Open Letter to the King

الأربعاء 26 كانون الثاني 2011

By Dr. Lahib Bani Sakher

Your Majesty,

On the eve of your anticipated address to the populace, and in the wake of your consultations with a handful of Jordanians from different walks of life, I, as a devoted Jordanian who is proud to be a Bedouin woman, would like to weigh in, since we, women, have been marginalized and excluded from these consultations, and thus were not able to provide our point of view regarding the critical social, economical, and political challenges that  are facing Jordan.

Ya Taweel Al Omer, the following are a few thoughts that I believe I share with the majority of Jordanians about how we can address our problems:

1. First, regarding the selection of a certain group of Jordanians who had the privilege of meeting Your Majesty in the past few days, this group of people, or at least most of them, were/are the reason for what we are facing today. Over the years, they assumed responsibilities and were in charge of consecutive governments, and yet many, if not all, failed to address the needs of the people and were behind the depletion of Jordan’s assets and resources, which can be  attributed either to the lack of vision and experience, or to corruption.
Thus, and with all due respect for their efforts, they are not the right people to seek advice from. They took their chance and it is time for them to step aside and allow for fresh blood to offer timely and relevant solutions, which would be more effective in my view.
2. The second factor that needs to be addressed is the selection criteria when it comes to appointing persons to Senior Governmental positions. It should be based on merit and merit only. We are in the 21 century, it is absolutely unacceptable in this time and age to inherit positions – Prime Ministry, Ministry, Director, Head of Royal Court – and to be given opportunities based only on who your father, grandfather, uncle, spouse, father-in-law, etc…is.
And here Sir, if you allow me, I would like to reiterate and affirm, that I am loyal to Jordan and the Hashemite family. I believe each and every Jordanian would give his/her life to ensure prosperity and stability in Jordan. So you have to give us the chance, as it has been granted to those who have been occupying the scene for over 60 years with their grandsons and granddaughters, as if Jordan doesn’t have any alternative.

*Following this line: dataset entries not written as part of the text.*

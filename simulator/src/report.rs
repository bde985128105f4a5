//! Sales storage selection and the sales-over-time report.

use chrono::{DateTime, Utc};
use std::fmt::Write as _;
use std::sync::Arc;
use ticket_market_core::{PersistenceSink, SalesBucket, SinkError};
use ticket_market_postgres::PostgresStore;
use ticket_market_runtime::InMemoryLedger;

/// Where tickets and customers are persisted for this run.
#[derive(Debug, Clone)]
pub enum SalesStore {
    /// Process-local ledger
    Memory(Arc<InMemoryLedger>),
    /// `PostgreSQL` tables
    Postgres(Arc<PostgresStore>),
}

impl SalesStore {
    /// Connect to Postgres and migrate when a URL is given, otherwise use
    /// an in-memory ledger.
    ///
    /// # Errors
    ///
    /// Returns [`SinkError::Unavailable`] if the database cannot be reached
    /// or migrated.
    pub async fn open(database_url: Option<&str>) -> Result<Self, SinkError> {
        match database_url {
            Some(url) => {
                let store = PostgresStore::connect(url).await?;
                store.migrate().await?;
                Ok(Self::Postgres(Arc::new(store)))
            },
            None => Ok(Self::Memory(Arc::new(InMemoryLedger::new()))),
        }
    }

    /// Backend name for logs.
    #[must_use]
    pub const fn backend(&self) -> &'static str {
        match self {
            Self::Memory(_) => "memory",
            Self::Postgres(_) => "postgres",
        }
    }

    /// The store as a persistence sink.
    #[must_use]
    pub fn sink(&self) -> Arc<dyn PersistenceSink> {
        match self {
            Self::Memory(ledger) => ledger.clone(),
            Self::Postgres(store) => store.clone(),
        }
    }

    /// Per-second sales in the minute before `until`.
    ///
    /// # Errors
    ///
    /// Returns [`SinkError::ReadFailed`] if the database query fails.
    pub async fn sales_over_time(&self, until: DateTime<Utc>) -> Result<Vec<SalesBucket>, SinkError> {
        match self {
            Self::Memory(ledger) => Ok(ledger.sales_over_time(until).await),
            Self::Postgres(store) => store.sales_over_time(until).await,
        }
    }
}

/// Render buckets as a text bar chart, one line per second.
#[must_use]
pub fn render_sales(buckets: &[SalesBucket]) -> String {
    let mut out = String::from("Sales over time (last 60s)\n");
    if buckets.is_empty() {
        out.push_str("  no sales\n");
        return out;
    }
    let width = buckets.iter().map(|b| b.count).max().unwrap_or(0) as usize;
    let total: u32 = buckets.iter().map(|b| b.count).sum();
    for bucket in buckets {
        let bar = "#".repeat(bucket.count as usize);
        let _ = writeln!(out, "  {} | {bar:<width$} {}", bucket.label, bucket.count);
    }
    let _ = writeln!(out, "  total: {total}");
    out
}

The only practical step to overcome this shortfall in our political scene is to introduce or reactivate mechanisms which would prohibit the  appointing of any relative of former Senior governmental staff (Ministers, Ambassadors, Jordan Representative in Regional & International agencies , etc…), unless they undergo the same selection process as any other Jordanian. The  whole process should be very transparent to avoid the misuse that has been hindering qualified people from getting a fair chance.

3. The issue of accountability and transparency has been overlooked over and over again. During our life time we witnessed several serious cases of misuse of power and fraud. And each and every time people had great hopes and aspirations that justice would prevail, but in each case we were shocked and disappointed with the way things were handled. We were astonished by how people dared to break the law over and over again, as if it were their private property or business. The rule of law should be reinforced to ensure that people’s rights and resources are in safe hands.
One way to regain trust in the system is to bring people who misused their power and ran away freely back to justice, regardless of their current protected status. This is the only way for people to be assured that the government is finally on their side.

4. Social cohesion. Often one feels that we live in parallel societies. Jordanians from different origins are living in islands they don’t mix. I witnessed this first hand. I come from a mixed family, thus was able to mingle and interact with Jordanians from different  origins. People were not encouraged to interact, but rather stay isolated. Governmental programs failed to assist in bridging social, economical, and political gaps, and tailored different approaches for different groups of people. We should not hide from the unique demographic situation in Jordan. All components of society should engage and take part as Jordanian citizens regardless of their origin.

Here we should highlight and emphasize that all above processes won’t be executed and implemented smoothly unless we pay urgent attention to reform in our in political system, which will advocate the right of each Jordanian, and result in a healhier political scene.

Your Majesty, I hope  this will find its way to you.